▶ WHAT THE EXERCISE ASKS
Check every line of the entries that follow, and copy the ones containing "impl".

▶ RAW DATA

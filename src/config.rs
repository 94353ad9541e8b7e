use config::{Config, ConfigBuilder, ConfigError, Environment, File};
use rust_decimal::Decimal;
use rust_decimal_macros::dec;
use serde::Deserialize;
use std::env;
use std::path::Path;
use thiserror::Error;
use tracing::{error, info};
use validator::{Validate, ValidationError};

use crate::models::ShippingMethod;

/// Default values for configuration
const DEFAULT_LOG_LEVEL: &str = "info";
const DEFAULT_ENV: &str = "development";
const CONFIG_DIR: &str = "config";
const DEFAULT_ORDER_NUMBER_PREFIX: &str = "ORD";

/// Flat-rate shipping table, one rate per shipping method.
#[derive(Clone, Debug, Deserialize, Validate)]
#[serde(deny_unknown_fields)]
pub struct ShippingConfig {
    #[serde(default = "default_standard_rate")]
    #[validate(custom = "validate_non_negative")]
    pub standard_rate: Decimal,

    #[serde(default = "default_express_rate")]
    #[validate(custom = "validate_non_negative")]
    pub express_rate: Decimal,

    #[serde(default = "default_overnight_rate")]
    #[validate(custom = "validate_non_negative")]
    pub overnight_rate: Decimal,

    /// Subtotal at or above which standard shipping is free
    #[serde(default)]
    pub free_shipping_threshold: Option<Decimal>,
}

impl Default for ShippingConfig {
    fn default() -> Self {
        Self {
            standard_rate: default_standard_rate(),
            express_rate: default_express_rate(),
            overnight_rate: default_overnight_rate(),
            free_shipping_threshold: None,
        }
    }
}

impl ShippingConfig {
    pub fn rate_for(&self, method: ShippingMethod) -> Decimal {
        match method {
            ShippingMethod::Standard => self.standard_rate,
            ShippingMethod::Express => self.express_rate,
            ShippingMethod::Overnight => self.overnight_rate,
        }
    }
}

/// Application configuration structure with validation
#[derive(Clone, Debug, Deserialize, Validate)]
#[serde(deny_unknown_fields)]
pub struct AppConfig {
    /// Database connection URL
    pub database_url: String,

    /// Application environment
    pub environment: String,

    /// Logging level
    #[serde(default = "default_log_level")]
    #[validate(custom = "validate_log_level")]
    pub log_level: String,

    /// Log in JSON format (structured logging)
    #[serde(default)]
    pub log_json: bool,

    /// Whether to run database migrations on startup
    #[serde(default)]
    pub auto_migrate: bool,

    /// DB pool: max connections
    #[serde(default = "default_db_max_connections")]
    pub db_max_connections: u32,

    /// DB pool: min connections
    #[serde(default = "default_db_min_connections")]
    pub db_min_connections: u32,

    /// DB timeouts (seconds)
    #[serde(default = "default_db_connect_timeout_secs")]
    pub db_connect_timeout_secs: u64,
    #[serde(default = "default_db_idle_timeout_secs")]
    pub db_idle_timeout_secs: u64,
    #[serde(default = "default_db_acquire_timeout_secs")]
    pub db_acquire_timeout_secs: u64,

    /// Event channel capacity for async event processing
    #[serde(default = "default_event_channel_capacity")]
    #[validate(custom = "validate_event_channel_capacity")]
    pub event_channel_capacity: usize,

    /// Default currency code for commerce operations
    #[serde(default = "default_currency")]
    #[validate(length(equal = 3))]
    pub default_currency: String,

    /// Prefix of generated order numbers, e.g. `ORD-20261019-7QK2ZD`
    #[serde(default = "default_order_number_prefix")]
    #[validate(length(min = 1, max = 12))]
    pub order_number_prefix: String,

    /// Largest quantity accepted on a single cart line
    #[serde(default = "default_max_line_quantity")]
    #[validate(range(min = 1))]
    pub max_line_quantity: i32,

    /// Shipping rate table
    #[serde(default)]
    #[validate]
    pub shipping: ShippingConfig,
}

impl AppConfig {
    /// Builds a configuration from defaults, suitable for tests and embedded use.
    pub fn new(database_url: String, environment: String) -> Self {
        Self {
            database_url,
            environment,
            log_level: default_log_level(),
            log_json: false,
            auto_migrate: false,
            db_max_connections: default_db_max_connections(),
            db_min_connections: default_db_min_connections(),
            db_connect_timeout_secs: default_db_connect_timeout_secs(),
            db_idle_timeout_secs: default_db_idle_timeout_secs(),
            db_acquire_timeout_secs: default_db_acquire_timeout_secs(),
            event_channel_capacity: default_event_channel_capacity(),
            default_currency: default_currency(),
            order_number_prefix: default_order_number_prefix(),
            max_line_quantity: default_max_line_quantity(),
            shipping: ShippingConfig::default(),
        }
    }

    pub fn database_url(&self) -> &str {
        &self.database_url
    }

    pub fn is_production(&self) -> bool {
        self.environment.eq_ignore_ascii_case("production")
    }

    pub fn is_development(&self) -> bool {
        self.environment.eq_ignore_ascii_case("development")
    }

    pub fn log_level(&self) -> &str {
        &self.log_level
    }
}

#[derive(Debug, Error)]
pub enum AppConfigError {
    #[error("Configuration loading failed: {0}")]
    Load(#[from] ConfigError),

    #[error("Configuration validation failed: {0}")]
    Validation(#[from] validator::ValidationErrors),
}

/// Default value functions
fn default_log_level() -> String {
    DEFAULT_LOG_LEVEL.to_string()
}
fn default_db_max_connections() -> u32 {
    10
}
fn default_db_min_connections() -> u32 {
    1
}
fn default_db_connect_timeout_secs() -> u64 {
    30
}
fn default_db_idle_timeout_secs() -> u64 {
    300
}
fn default_db_acquire_timeout_secs() -> u64 {
    30
}
fn default_event_channel_capacity() -> usize {
    1024
}
fn default_currency() -> String {
    "USD".to_string()
}
fn default_order_number_prefix() -> String {
    DEFAULT_ORDER_NUMBER_PREFIX.to_string()
}
fn default_max_line_quantity() -> i32 {
    100
}
fn default_standard_rate() -> Decimal {
    dec!(5.00)
}
fn default_express_rate() -> Decimal {
    dec!(15.00)
}
fn default_overnight_rate() -> Decimal {
    dec!(25.00)
}

/// Validates log level values
fn validate_log_level(level: &str) -> Result<(), ValidationError> {
    let valid_levels = ["trace", "debug", "info", "warn", "error"];
    if valid_levels.contains(&level.to_lowercase().as_str()) {
        Ok(())
    } else {
        let mut err = ValidationError::new("log_level");
        err.message = Some("Must be one of: trace, debug, info, warn, error".into());
        Err(err)
    }
}

fn validate_event_channel_capacity(capacity: usize) -> Result<(), ValidationError> {
    if capacity == 0 {
        let mut err = ValidationError::new("event_channel_capacity");
        err.message = Some("event_channel_capacity must be greater than 0".into());
        return Err(err);
    }
    Ok(())
}

fn validate_non_negative(rate: &Decimal) -> Result<(), ValidationError> {
    if rate.is_sign_negative() {
        let mut err = ValidationError::new("shipping_rate");
        err.message = Some("shipping rates cannot be negative".into());
        return Err(err);
    }
    Ok(())
}

/// Initializes tracing using the provided log level as the default filter
pub fn init_tracing(level: &str, json: bool) {
    use tracing_subscriber::{fmt, EnvFilter};

    let default_directive = format!("storefront_orders={},sea_orm=warn", level);
    let filter_directive = env::var("RUST_LOG")
        .ok()
        .filter(|s| !s.trim().is_empty())
        .unwrap_or(default_directive);

    let filter = EnvFilter::new(filter_directive);
    if json {
        let _ = fmt().with_env_filter(filter).json().try_init();
    } else {
        let _ = fmt().with_env_filter(filter).try_init();
    }
}

/// Loads application configuration
///
/// Layers configuration sources in this order:
/// 1. Built-in defaults
/// 2. Default config (config/default.toml)
/// 3. Environment-specific config (config/{env}.toml)
/// 4. Environment variables (APP__*)
pub fn load_config() -> Result<AppConfig, AppConfigError> {
    // Support both RUN_ENV and APP_ENV for selecting config profile
    let run_env = env::var("RUN_ENV")
        .or_else(|_| env::var("APP_ENV"))
        .unwrap_or_else(|_| DEFAULT_ENV.to_string());
    info!("Loading configuration for environment: {}", run_env);

    if !Path::new(CONFIG_DIR).exists() {
        info!(
            "Config directory '{}' not found; relying on built-in defaults and environment variables",
            CONFIG_DIR
        );
    }

    let builder = base_builder()?
        .add_source(File::with_name(&format!("{}/default", CONFIG_DIR)).required(false))
        .add_source(File::with_name(&format!("{}/{}", CONFIG_DIR, run_env)).required(false))
        .add_source(Environment::with_prefix("APP").separator("__"));

    from_config(builder.build()?)
}

fn base_builder() -> Result<ConfigBuilder<config::builder::DefaultState>, ConfigError> {
    Config::builder()
        .set_default("database_url", "sqlite://storefront.db?mode=rwc")?
        .set_default("environment", DEFAULT_ENV)?
        .set_default("log_level", DEFAULT_LOG_LEVEL)?
        .set_default("log_json", false)
}

/// Deserializes and validates an already-layered configuration.
fn from_config(config: Config) -> Result<AppConfig, AppConfigError> {
    let app_config: AppConfig = config.try_deserialize()?;

    app_config.validate().map_err(|e| {
        error!("Configuration validation failed: {:?}", e);
        AppConfigError::Validation(e)
    })?;

    info!("Configuration loaded successfully");
    Ok(app_config)
}

#[cfg(test)]
mod tests {
    use super::*;
    use config::FileFormat;

    fn load_from_toml(content: &str) -> Result<AppConfig, AppConfigError> {
        let config = base_builder()
            .unwrap()
            .add_source(File::from_str(content, FileFormat::Toml))
            .build()
            .unwrap();
        from_config(config)
    }

    #[test]
    fn defaults_fill_missing_values() {
        let config = load_from_toml("").unwrap();
        assert_eq!(config.order_number_prefix, "ORD");
        assert_eq!(config.shipping.rate_for(ShippingMethod::Standard), dec!(5.00));
        assert_eq!(config.shipping.free_shipping_threshold, None);
        assert!(config.is_development());
    }

    #[test]
    fn file_values_override_defaults() {
        let config = load_from_toml(
            r#"
            database_url = "postgres://localhost/orders"
            environment = "production"
            order_number_prefix = "SHOP"

            [shipping]
            standard_rate = "4.50"
            express_rate = "12"
            overnight_rate = "30"
            free_shipping_threshold = "75"
            "#,
        )
        .unwrap();

        assert!(config.is_production());
        assert_eq!(config.database_url(), "postgres://localhost/orders");
        assert_eq!(config.order_number_prefix, "SHOP");
        assert_eq!(config.shipping.rate_for(ShippingMethod::Standard), dec!(4.50));
        assert_eq!(config.shipping.rate_for(ShippingMethod::Overnight), dec!(30));
        assert_eq!(config.shipping.free_shipping_threshold, Some(dec!(75)));
    }

    #[test]
    fn test_validation_failure() {
        let result = load_from_toml(
            r#"
            log_level = "loud"
            event_channel_capacity = 0
            "#,
        );

        match result {
            Err(AppConfigError::Validation(errors)) => {
                assert!(errors.field_errors().contains_key("log_level"));
                assert!(errors.field_errors().contains_key("event_channel_capacity"));
            }
            other => panic!("expected validation failure, got {:?}", other),
        }
    }

    #[test]
    fn negative_shipping_rate_is_rejected() {
        let result = load_from_toml(
            r#"
            [shipping]
            express_rate = "-1"
            "#,
        );
        assert!(matches!(result, Err(AppConfigError::Validation(_))));
    }
}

▶ THE ANSWER
impl Default for ShippingConfig {
impl ShippingConfig {
impl AppConfig {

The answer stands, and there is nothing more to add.